*Your assignment*
Where does the word "rather" show up in the records? Copy every line that holds it.

Provided entries START

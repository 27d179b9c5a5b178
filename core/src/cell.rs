use serde::{Deserialize, Serialize};

/// Player-visible mark stored for one board cell.
///
/// `Filled` is only ever written where the solution has a filled cell, and
/// `Crossed` only where it is empty; a wrong guess settles the cell with the
/// solution's truth and the life counter records the mistake.
#[derive(Copy, Clone, Debug, PartialEq, Serialize, Deserialize)]
pub enum CellMark {
    Unknown,
    Filled,
    Crossed,
}

impl CellMark {
    pub const fn is_settled(self) -> bool {
        matches!(self, Self::Filled | Self::Crossed)
    }
}

impl Default for CellMark {
    fn default() -> Self {
        Self::Unknown
    }
}
use serde::{Deserialize, Serialize};
use thiserror::Error;

use pikurosu_core::{Color, Coord, Coord2, GameError, SolutionCell, SolutionGrid};

pub use store::*;

mod store;

/// Storage-side identifier for a saved puzzle.
pub type PuzzleId = u32;

/// Grid sizes the authoring screen offers. Advisory only: the engine takes
/// any size from 1 up to `Coord::MAX` per axis.
pub const AUTHOR_SIZES: [Coord; 5] = [5, 10, 15, 20, 25];

#[derive(Error, Debug, Clone, PartialEq, Eq)]
pub enum StoreError {
    #[error("Puzzle {0} not found")]
    NotFound(PuzzleId),
    #[error("Invalid puzzle: {0}")]
    Validation(&'static str),
    #[error("Transport failure: {0}")]
    Transport(String),
    #[error(transparent)]
    Grid(#[from] GameError),
}

pub type Result<T> = core::result::Result<T, StoreError>;

/// One row of the puzzle listing. `size` is the row count of the stored
/// grid; authored puzzles are square.
#[derive(Clone, Debug, PartialEq, Eq, Serialize, Deserialize)]
pub struct PuzzleSummary {
    pub id: PuzzleId,
    pub name: String,
    pub size: Coord,
}

/// One cell of a stored puzzle as served over the wire: flat records in no
/// particular order, empty cells optional.
#[derive(Clone, Debug, PartialEq, Eq, Serialize, Deserialize)]
pub struct CellRecord {
    pub x: Coord,
    pub y: Coord,
    pub filled: bool,
    pub color: Color,
}

/// A puzzle as authored: the painted color where the picture has ink,
/// `None` where it is background.
#[derive(Clone, Debug, PartialEq, Eq, Serialize, Deserialize)]
pub struct NewPuzzle {
    pub name: String,
    pub background: Color,
    pub rows: Vec<Vec<Option<Color>>>,
}

/// Read side of puzzle storage. Picking which puzzle to play is the
/// caller's business; `list` only supplies the candidates.
pub trait PuzzleRepository {
    fn list(&self) -> Result<Vec<PuzzleSummary>>;
    fn get(&self, id: PuzzleId) -> Result<SolutionGrid>;
}

/// Write side of puzzle storage: accepts newly authored puzzles.
pub trait PuzzleAuthoringSink {
    fn save(&mut self, puzzle: NewPuzzle) -> Result<PuzzleId>;
}

impl PuzzleSummary {
    pub fn list_from_json(json: &str) -> Result<Vec<Self>> {
        serde_json::from_str(json).map_err(|err| StoreError::Transport(err.to_string()))
    }
}

impl CellRecord {
    pub fn list_from_json(json: &str) -> Result<Vec<Self>> {
        serde_json::from_str(json).map_err(|err| StoreError::Transport(err.to_string()))
    }
}

impl NewPuzzle {
    pub fn width(&self) -> usize {
        self.rows.first().map_or(0, Vec::len)
    }

    pub fn height(&self) -> usize {
        self.rows.len()
    }

    pub fn painted_count(&self) -> usize {
        self.rows.iter().flatten().filter(|cell| cell.is_some()).count()
    }

    /// Authored content is trusted as given; only the checks that keep the
    /// store coherent run here.
    pub fn validate(&self) -> Result<()> {
        if self.name.trim().is_empty() {
            return Err(StoreError::Validation("name must not be blank"));
        }
        if self.height() == 0 || self.width() == 0 {
            return Err(StoreError::Validation("drawing must not be empty"));
        }
        if self.rows.iter().any(|row| row.len() != self.width()) {
            return Err(StoreError::Validation("rows must form a rectangle"));
        }
        if self.width() > Coord::MAX as usize || self.height() > Coord::MAX as usize {
            return Err(StoreError::Validation("drawing is too large"));
        }
        if self.painted_count() == 0 {
            return Err(StoreError::Validation("drawing has no painted cells"));
        }
        Ok(())
    }

    pub fn to_solution(&self) -> Result<SolutionGrid> {
        self.validate()?;
        let rows = self
            .rows
            .iter()
            .map(|row| {
                row.iter()
                    .map(|cell| match cell {
                        Some(color) => SolutionCell::new(true, color.clone()),
                        None => SolutionCell::new(false, self.background.clone()),
                    })
                    .collect()
            })
            .collect();
        Ok(SolutionGrid::from_rows(rows)?)
    }

    pub fn to_json(&self) -> Result<String> {
        serde_json::to_string(self).map_err(|err| StoreError::Transport(err.to_string()))
    }
}

/// Assembles the flat cell listing of one puzzle into a solution grid.
/// Cells without a record stay empty with the background color; records
/// outside `size` are rejected.
pub fn grid_from_records(
    size: Coord2,
    background: &str,
    records: &[CellRecord],
) -> Result<SolutionGrid> {
    if size.0 == 0 || size.1 == 0 {
        return Err(StoreError::Validation("size must be at least 1x1"));
    }

    let mut rows: Vec<Vec<SolutionCell>> = (0..size.1)
        .map(|_| {
            (0..size.0)
                .map(|_| SolutionCell::new(false, background.into()))
                .collect()
        })
        .collect();

    for record in records {
        if record.x >= size.0 || record.y >= size.1 {
            return Err(StoreError::Validation("cell record outside the grid"));
        }
        rows[record.y as usize][record.x as usize] =
            SolutionCell::new(record.filled, record.color.clone());
    }

    Ok(SolutionGrid::from_rows(rows)?)
}
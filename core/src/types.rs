/// Single coordinate axis used for board width, height, and positions.
pub type Coord = u8;

/// Count type used for filled-cell counts and total-cell counts.
pub type CellCount = u16;

/// Two-dimensional coordinates `(x, y)`; `x` is the column, `y` the row.
pub type Coord2 = (Coord, Coord);

pub trait ToNdIndex {
    type Output;
    fn to_nd_index(self) -> Self::Output;
}

impl ToNdIndex for Coord2 {
    type Output = [usize; 2];

    fn to_nd_index(self) -> Self::Output {
        [self.0.into(), self.1.into()]
    }
}
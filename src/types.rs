//! Common types for benfords.
//!
//! Defines the supported conformance tests and their results.

use std::collections::BTreeMap;
use std::fmt;
use std::str::FromStr;

use serde::{Deserialize, Serialize};

use crate::benford::ComparisonCurves;
use crate::error::BenfordError;

/// Goodness-of-fit statistic used to compare against Benford's Law.
#[derive(Debug, Clone, Copy, PartialEq, Eq, Hash, Serialize, Deserialize)]
#[serde(rename_all = "kebab-case", try_from = "String")]
pub enum TestKind {
    /// Kuiper's `V`.
    Kuiper,
    /// Kolmogorov-Smirnov `D`.
    KolmogorovSmirnov,
    /// Leemis' `m`.
    LeemisM,
    /// Cho-Gaines' `d`.
    ChoGainesD,
}

impl TestKind {
    pub const ALL: [Self; 4] = [
        Self::Kuiper,
        Self::KolmogorovSmirnov,
        Self::LeemisM,
        Self::ChoGainesD,
    ];

    pub const fn display_name(self) -> &'static str {
        match self {
            Self::Kuiper => "Kuiper's",
            Self::KolmogorovSmirnov => "Kolmogorov-Smirnov",
            Self::LeemisM => "Leemis'",
            Self::ChoGainesD => "Cho-Gaines'",
        }
    }

    /// Conventional symbol of the test statistic.
    pub const fn symbol(self) -> &'static str {
        match self {
            Self::Kuiper => "V",
            Self::KolmogorovSmirnov => "D",
            Self::LeemisM => "m",
            Self::ChoGainesD => "d",
        }
    }
}

impl fmt::Display for TestKind {
    fn fmt(&self, f: &mut fmt::Formatter<'_>) -> fmt::Result {
        f.write_str(self.display_name())
    }
}

impl FromStr for TestKind {
    type Err = BenfordError;

    fn from_str(s: &str) -> Result<Self, Self::Err> {
        match s.trim().to_ascii_lowercase().as_str() {
            "kuiper" | "v" => Ok(Self::Kuiper),
            "ks" | "kolmogorov-smirnov" => Ok(Self::KolmogorovSmirnov),
            "m" | "leemis" | "leemis-m" => Ok(Self::LeemisM),
            "d" | "cho-gaines" | "cho-gaines-d" => Ok(Self::ChoGainesD),
            _ => Err(BenfordError::UnknownTestKind(s.to_string())),
        }
    }
}

impl TryFrom<String> for TestKind {
    type Error = BenfordError;

    fn try_from(value: String) -> Result<Self, Self::Error> {
        value.parse()
    }
}

/// Fixed significance levels with published critical values.
#[derive(Debug, Clone, Copy, PartialEq, Eq, Hash, PartialOrd, Ord, Serialize)]
pub enum Alpha {
    #[serde(rename = "0.10")]
    TenPercent,
    #[serde(rename = "0.05")]
    FivePercent,
    #[serde(rename = "0.01")]
    OnePercent,
}

impl Alpha {
    pub const ALL: [Self; 3] = [Self::TenPercent, Self::FivePercent, Self::OnePercent];

    pub const fn value(self) -> f64 {
        match self {
            Self::TenPercent => 0.10,
            Self::FivePercent => 0.05,
            Self::OnePercent => 0.01,
        }
    }
}

/// Outcome of comparing a statistic to one critical value.
#[derive(Debug, Clone, Copy, PartialEq, Serialize)]
pub struct SignificanceLevel {
    pub alpha: Alpha,
    pub critical_value: f64,
    /// Whether Benford conformance is rejected at this level.
    pub significant: bool,
}

/// Result of running one test.
#[derive(Debug, Clone, PartialEq, Serialize)]
pub struct TestResult {
    pub test: TestKind,
    /// Display name of the statistic, e.g. `Kuiper's`.
    pub statistic: &'static str,
    pub value: f64,
    pub sample_size: usize,
    pub significance: [SignificanceLevel; 3],
}

impl TestResult {
    pub fn is_significant_at(&self, alpha: Alpha) -> bool {
        self.significance
            .iter()
            .any(|level| level.alpha == alpha && level.significant)
    }

    /// Significant at any of the tabulated levels.
    pub fn rejects_benford(&self) -> bool {
        self.significance.iter().any(|level| level.significant)
    }
}

/// Full output of one analysis: verdict, plotting curves and magnitude spread.
#[derive(Debug, Clone, PartialEq, Serialize)]
pub struct Analysis {
    pub result: TestResult,
    pub curves: ComparisonCurves,
    pub magnitudes: BTreeMap<i32, usize>,
}
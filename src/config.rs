//! YAML analysis configuration.
//!
//! ```yaml
//! test: kuiper
//! worksheets: { include: [Sheet1] }
//! rows:
//!   labels:  { include: [Revenue], exclude: [Total] }
//!   indices: { exclude: [0] }
//! columns:
//!   labels:  { exclude: [Notes] }
//! cell_ranges: { exclude: ["A1:B2"] }
//! ```
//!
//! An omitted `default_include` admits by default only when nothing on that
//! axis lists `include` entries.

use std::collections::HashSet;
use std::fs;
use std::hash::Hash;
use std::path::Path;

use anyhow::{Context, Result};
use serde::Deserialize;

use crate::filter::{AxisPolicy, FilterConfig, InclusionPolicy};
use crate::grid::CellRange;
use crate::types::TestKind;

/// Label written in YAML; numbers are accepted so `2019` matches a numeric header.
#[derive(Debug, Clone, PartialEq, Deserialize)]
#[serde(untagged)]
pub enum Label {
    Text(String),
    Integer(i64),
    Float(f64),
}

impl Label {
    fn into_text(self) -> String {
        match self {
            Self::Text(s) => s,
            Self::Integer(i) => i.to_string(),
            Self::Float(f) => f.to_string(),
        }
    }
}

/// One include/exclude policy as written in the file.
#[derive(Debug, Clone, PartialEq, Deserialize)]
#[serde(deny_unknown_fields)]
pub struct PolicySpec<T> {
    #[serde(default = "Vec::new")]
    pub include: Vec<T>,
    #[serde(default = "Vec::new")]
    pub exclude: Vec<T>,
    pub default_include: Option<bool>,
}

impl<T> Default for PolicySpec<T> {
    fn default() -> Self {
        Self {
            include: Vec::new(),
            exclude: Vec::new(),
            default_include: None,
        }
    }
}

/// Label and index policies of one axis.
#[derive(Debug, Clone, Default, PartialEq, Deserialize)]
#[serde(deny_unknown_fields)]
pub struct AxisSpec {
    #[serde(default)]
    pub labels: PolicySpec<Label>,
    #[serde(default)]
    pub indices: PolicySpec<usize>,
}

/// Analysis configuration file.
#[derive(Debug, Clone, Default, PartialEq, Deserialize)]
#[serde(deny_unknown_fields)]
pub struct AnalysisConfig {
    /// Test to run when none is given on the command line.
    pub test: Option<TestKind>,
    #[serde(default)]
    pub worksheets: PolicySpec<String>,
    #[serde(default)]
    pub rows: AxisSpec,
    #[serde(default)]
    pub columns: AxisSpec,
    #[serde(default)]
    pub cell_ranges: PolicySpec<String>,
}

impl AnalysisConfig {
    /// Resolves the file into the filter used for extraction.
    pub fn filter_config(&self) -> Result<FilterConfig> {
        let ranges = self
            .cell_ranges
            .include
            .iter()
            .chain(&self.cell_ranges.exclude)
            .map(|r| {
                r.parse::<CellRange>()
                    .with_context(|| format!("Invalid cell range in config: {r}"))
                    .map(|range| (r.as_str(), range))
            })
            .collect::<Result<Vec<_>>>()?;
        let lookup = |names: &[String]| -> HashSet<CellRange> {
            ranges
                .iter()
                .filter(|(raw, _)| names.iter().any(|n| n.as_str() == *raw))
                .map(|(_, range)| *range)
                .collect()
        };

        Ok(FilterConfig {
            rows: resolve_axis(&self.rows),
            columns: resolve_axis(&self.columns),
            worksheets: resolve_policy(&self.worksheets, Clone::clone),
            cell_ranges: InclusionPolicy {
                include: lookup(&self.cell_ranges.include),
                exclude: lookup(&self.cell_ranges.exclude),
                default_include: self
                    .cell_ranges
                    .default_include
                    .unwrap_or(self.cell_ranges.include.is_empty()),
            },
        })
    }
}

fn resolve_policy<S, T: Eq + Hash>(spec: &PolicySpec<S>, convert: impl Fn(&S) -> T) -> InclusionPolicy<T> {
    InclusionPolicy {
        include: spec.include.iter().map(&convert).collect(),
        exclude: spec.exclude.iter().map(&convert).collect(),
        default_include: spec.default_include.unwrap_or(spec.include.is_empty()),
    }
}

fn resolve_axis(spec: &AxisSpec) -> AxisPolicy {
    let restricted = !spec.labels.include.is_empty() || !spec.indices.include.is_empty();
    let label_text = |label: &Label| label.clone().into_text();

    // The axis default is the OR of both, so an omitted index default adds nothing.
    let mut labels = resolve_policy(&spec.labels, label_text);
    labels.default_include = spec.labels.default_include.unwrap_or(!restricted);

    let mut indices = resolve_policy(&spec.indices, |i: &usize| *i);
    indices.default_include = spec.indices.default_include.unwrap_or(false);

    AxisPolicy { labels, indices }
}

/// Parses an analysis configuration from YAML text.
pub fn load_config(content: &str) -> Result<AnalysisConfig> {
    let config: AnalysisConfig = serde_yaml_ng::from_str(content)?;
    Ok(config)
}

/// Reads and parses an analysis configuration file.
pub fn load_config_file(path: &Path) -> Result<AnalysisConfig> {
    let content = fs::read_to_string(path)
        .with_context(|| format!("Failed to read config {}", path.display()))?;
    load_config(&content).with_context(|| format!("Failed to parse config {}", path.display()))
}
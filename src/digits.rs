//! Significant-digit extraction.
//!
//! Digits are found with exponent arithmetic on `|x|`, never by formatting the
//! number. Integral magnitudes use exact integer division. Otherwise `|x|` is
//! scaled by a power of ten; when the scaled value lands within rounding
//! distance of an integer `k`, the side of the boundary is settled by comparing
//! `|x|` with the correctly rounded `k * 10^place`. Values that equal that
//! boundary take digit `k`, so `0.29` has second digit 9 while
//! `2.9999999999999996` keeps leading digit 2. A boundary that cannot be
//! rounded correctly is reported as [`BenfordError::InvalidInputShape`].

#![allow(clippy::cast_possible_truncation)]
#![allow(clippy::cast_sign_loss)]

use std::collections::BTreeMap;

use crate::error::{BenfordError, Result};

/// Largest power of ten representable as a finite `f64`.
const MAX_EXPONENT: i32 = 308;

/// Largest power of ten that is exact as an `f64`.
const MAX_EXACT_EXPONENT: u32 = 22;

/// Relative error bound, in units of `f64::EPSILON`, of scaling by an exact power of ten.
const SCALE_TOLERANCE: f64 = 4.0;

/// Same bound when `10^|place|` itself carries rounding error from `powi`.
const WIDE_SCALE_TOLERANCE: f64 = 64.0;

/// Integral magnitudes below this fit in a `u128`.
const U128_LIMIT: f64 = 3.4e38;

/// Largest power of ten that fits in a `u128`.
const MAX_U128_EXPONENT: i32 = 38;

/// Scaled values from here on have no exact units digit.
const MAX_EXACT_INTEGER: f64 = 9_007_199_254_740_992.0;

/// Returns the `n`-th most significant decimal digit of `|value|`.
///
/// `n = 1` is the leading digit. Zero maps to the sentinel digit `0`. Values
/// that are not finite, too small to be scaled reliably (subnormals), or whose
/// digit cannot be told apart from its neighbour in `f64` arithmetic are
/// rejected rather than answered with a wrong digit.
///
/// ```
/// use benfords::digits::leading_digit;
///
/// assert_eq!(leading_digit(1, 34823.0).unwrap(), 3);
/// assert_eq!(leading_digit(4, 34823.0).unwrap(), 2);
/// assert_eq!(leading_digit(2, 0.23).unwrap(), 3);
/// ```
pub fn leading_digit(n: u32, value: f64) -> Result<u8> {
    if n == 0 {
        return Err(BenfordError::InvalidDigitPosition(n));
    }
    if !value.is_finite() {
        return Err(BenfordError::InvalidInputShape(format!(
            "cannot take digits of non-finite value {value}"
        )));
    }
    if value == 0.0 {
        return Ok(0);
    }

    let magnitude = value.abs();
    if !magnitude.is_normal() {
        return Err(BenfordError::InvalidInputShape(format!(
            "value {value:e} is too small for reliable digit extraction"
        )));
    }

    let place = most_significant_place(magnitude)?;
    let offset = i32::try_from(n - 1).map_err(|_| BenfordError::InvalidDigitPosition(n))?;
    let target = place
        .checked_sub(offset)
        .ok_or(BenfordError::InvalidDigitPosition(n))?;

    // Integers have no nonzero fractional digits.
    if target < 0 && is_integral(magnitude) {
        return Ok(0);
    }
    Ok((floor_scaled(magnitude, target)? % 10) as u8)
}

/// Leading digits of every value, in input order.
pub fn first_digits(values: &[f64]) -> Result<Vec<u8>> {
    values.iter().map(|&v| leading_digit(1, v)).collect()
}

/// Power of ten of the most significant digit of a positive normal number.
fn most_significant_place(magnitude: f64) -> Result<i32> {
    let mut place = magnitude.log10().floor() as i32;
    // log10 can land one below or above at exact powers of ten.
    let lead = floor_scaled(magnitude, place)?;
    if lead >= 10 {
        place += 1;
    } else if lead < 1 {
        place -= 1;
    }
    Ok(place)
}

fn is_integral(magnitude: f64) -> bool {
    magnitude < U128_LIMIT && magnitude.fract() == 0.0
}

/// `floor(magnitude / 10^place)`, decided exactly or not at all.
fn floor_scaled(magnitude: f64, place: i32) -> Result<u128> {
    if place >= 0 && is_integral(magnitude) {
        if place > MAX_U128_EXPONENT {
            return Ok(0);
        }
        return Ok(magnitude as u128 / 10u128.pow(place.unsigned_abs()));
    }

    let scaled = scale(magnitude, place)?;
    if scaled >= MAX_EXACT_INTEGER {
        return Err(BenfordError::InvalidInputShape(format!(
            "digit at 10^{place} of {magnitude:e} is beyond f64 precision"
        )));
    }

    let nearest = scaled.round();
    let tolerance = match place.unsigned_abs() {
        0 => 0.0,
        e if e <= MAX_EXACT_EXPONENT => SCALE_TOLERANCE,
        _ => WIDE_SCALE_TOLERANCE,
    };
    let window = scaled * tolerance * f64::EPSILON;
    if (scaled - nearest).abs() > window {
        return Ok(scaled.floor() as u128);
    }

    let edge = boundary(nearest, place).ok_or_else(|| {
        BenfordError::InvalidInputShape(format!(
            "{magnitude:e} is too close to {nearest}e{place} to pick a digit"
        ))
    })?;
    let quotient = nearest as u128;
    if magnitude >= edge {
        Ok(quotient)
    } else {
        Ok(quotient.saturating_sub(1))
    }
}

/// Correctly rounded `k * 10^place`, available while `10^|place|` is exact.
fn boundary(k: f64, place: i32) -> Option<f64> {
    if place.unsigned_abs() > MAX_EXACT_EXPONENT {
        return None;
    }
    let power = 10f64.powi(place.abs());
    Some(if place >= 0 { k * power } else { k / power })
}

/// Computes `magnitude / 10^place`; negative places multiply so `10^-k` is never rounded.
fn scale(magnitude: f64, place: i32) -> Result<f64> {
    if place.abs() > MAX_EXPONENT {
        return Err(BenfordError::InvalidInputShape(format!(
            "digit place 10^{place} is outside the representable range"
        )));
    }
    let scaled = if place >= 0 {
        magnitude / 10f64.powi(place)
    } else {
        magnitude * 10f64.powi(-place)
    };
    if scaled.is_finite() {
        Ok(scaled)
    } else {
        Err(BenfordError::InvalidInputShape(format!(
            "scaling {magnitude:e} by 10^{place} overflowed"
        )))
    }
}

/// Counts values per order of magnitude, `round(log10(|x|))`.
///
/// Zero is counted as magnitude 0. The map is dense from the smallest to the
/// largest magnitude seen, with zero counts for the gaps.
pub fn magnitude_bins(values: &[f64]) -> BTreeMap<i32, usize> {
    let mut bins = BTreeMap::new();
    for &v in values.iter().filter(|v| v.is_finite()) {
        let magnitude = if v == 0.0 {
            0
        } else {
            v.abs().log10().round() as i32
        };
        *bins.entry(magnitude).or_insert(0) += 1;
    }

    if let (Some(&lo), Some(&hi)) = (bins.keys().next(), bins.keys().next_back()) {
        for m in lo..=hi {
            bins.entry(m).or_insert(0);
        }
    }
    bins
}
//! Theoretical and empirical first-digit distributions.

#![allow(clippy::cast_precision_loss)]

use std::sync::OnceLock;

use serde::Serialize;

use crate::error::{BenfordError, Result};

/// The nine possible leading digits, in order.
pub const DIGITS: [u8; 9] = [1, 2, 3, 4, 5, 6, 7, 8, 9];

/// Benford's Law over first significant digits: `p(d) = log10(1 + 1/d)`.
#[derive(Debug, Clone, PartialEq)]
pub struct BenfordDistribution {
    pdf: [f64; 9],
    cdf: [f64; 9],
}

impl BenfordDistribution {
    /// Shared instance; the law has no parameters.
    pub fn standard() -> &'static Self {
        static STANDARD: OnceLock<BenfordDistribution> = OnceLock::new();
        STANDARD.get_or_init(|| {
            let pdf = DIGITS.map(Self::probability);
            Self {
                pdf,
                cdf: cumulative(&pdf),
            }
        })
    }

    /// Probability that the leading digit equals `digit` (1-9).
    pub fn probability(digit: u8) -> f64 {
        (1.0 + 1.0 / f64::from(digit)).log10()
    }

    pub const fn pdf(&self) -> &[f64; 9] {
        &self.pdf
    }

    pub const fn cdf(&self) -> &[f64; 9] {
        &self.cdf
    }
}

fn cumulative(pdf: &[f64; 9]) -> [f64; 9] {
    let mut total = 0.0;
    pdf.map(|p| {
        total += p;
        total
    })
}

/// Observed first-digit frequencies of a sample.
#[derive(Debug, Clone, PartialEq, Serialize)]
pub struct DigitDistribution {
    pub counts: [usize; 9],
    pub pdf: [f64; 9],
    pub cdf: [f64; 9],
    pub n: usize,
}

impl DigitDistribution {
    /// Builds the empirical PDF/CDF from leading digits in `1..=9`.
    pub fn from_digits(digits: &[u8]) -> Result<Self> {
        if digits.is_empty() {
            return Err(BenfordError::EmptyDataset);
        }

        let mut counts = [0usize; 9];
        for &d in digits {
            if !(1..=9).contains(&d) {
                return Err(BenfordError::InvalidInputShape(format!(
                    "leading digit {d} is outside 1..=9"
                )));
            }
            counts[usize::from(d - 1)] += 1;
        }

        let n = digits.len();
        let pdf = counts.map(|c| c as f64 / n as f64);
        Ok(Self {
            counts,
            cdf: cumulative(&pdf),
            pdf,
            n,
        })
    }
}

/// Theoretical and observed curves indexed by digit 1..9, for plotting.
#[derive(Debug, Clone, PartialEq, Serialize)]
pub struct ComparisonCurves {
    pub digits: [u8; 9],
    pub benford_pdf: [f64; 9],
    pub empirical_pdf: [f64; 9],
    pub benford_cdf: [f64; 9],
    pub empirical_cdf: [f64; 9],
}

impl ComparisonCurves {
    pub fn new(empirical: &DigitDistribution) -> Self {
        let benford = BenfordDistribution::standard();
        Self {
            digits: DIGITS,
            benford_pdf: *benford.pdf(),
            empirical_pdf: empirical.pdf,
            benford_cdf: *benford.cdf(),
            empirical_cdf: empirical.cdf,
        }
    }
}
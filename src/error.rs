//! Error types for the tracing core
//!
//! [`TraceError`] covers every failure a traced program can hit. They all
//! describe mistakes in the host program (a misspelled variable, an
//! unregistered function, a code listing with a repeated tag) rather than
//! conditions worth recovering from, so they are propagated with `?` up to
//! whoever started the trace and reported there.

use thiserror::Error;

/// Errors raised by the session, the frame model and the surface
#[derive(Debug, Clone, PartialEq, Eq, Error)]
pub enum TraceError {
    /// Variable, array or record lookup by an undeclared name
    #[error("no variable named {name}")]
    NameNotFound { name: String },

    /// Invocation of a function that was never registered
    #[error("no function named {name}")]
    FunctionNotFound { name: String },

    /// More than one region of a frame carries the same tag
    #[error("tag {tag} is not unique in frame {function}")]
    AmbiguousTag { tag: String, function: String },

    /// A contract operation was invoked without a concrete implementation
    #[error("no implementation for {operation}")]
    UnimplementedOperation { operation: String },

    /// A name was declared twice in the same frame
    #[error("{name} is already declared in frame {function}")]
    DuplicateName { name: String, function: String },

    /// Array access past the end
    #[error("index {index} out of bounds for array {name} of length {len}")]
    IndexOutOfBounds {
        name: String,
        index: usize,
        len: usize,
    },

    /// The name exists but holds a different kind of container
    #[error("{name} is not {expected}")]
    KindMismatch { name: String, expected: &'static str },

    /// A frame operation was requested while the call stack is empty
    #[error("no active stack frame")]
    NoActiveFrame,

    /// Arithmetic in a traced body left the range of `Value::Int`
    #[error("integer overflow in {operation}")]
    Overflow { operation: String },

    /// A pending step was discarded before it was consumed
    #[error("step at {key} was interrupted")]
    Interrupted { key: String },
}

pub type Result<T> = std::result::Result<T, TraceError>;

Provided entries END

*Solution below*
/// rejected rather than answered with a wrong digit.
//! unregistered function, a code listing with a repeated tag) rather than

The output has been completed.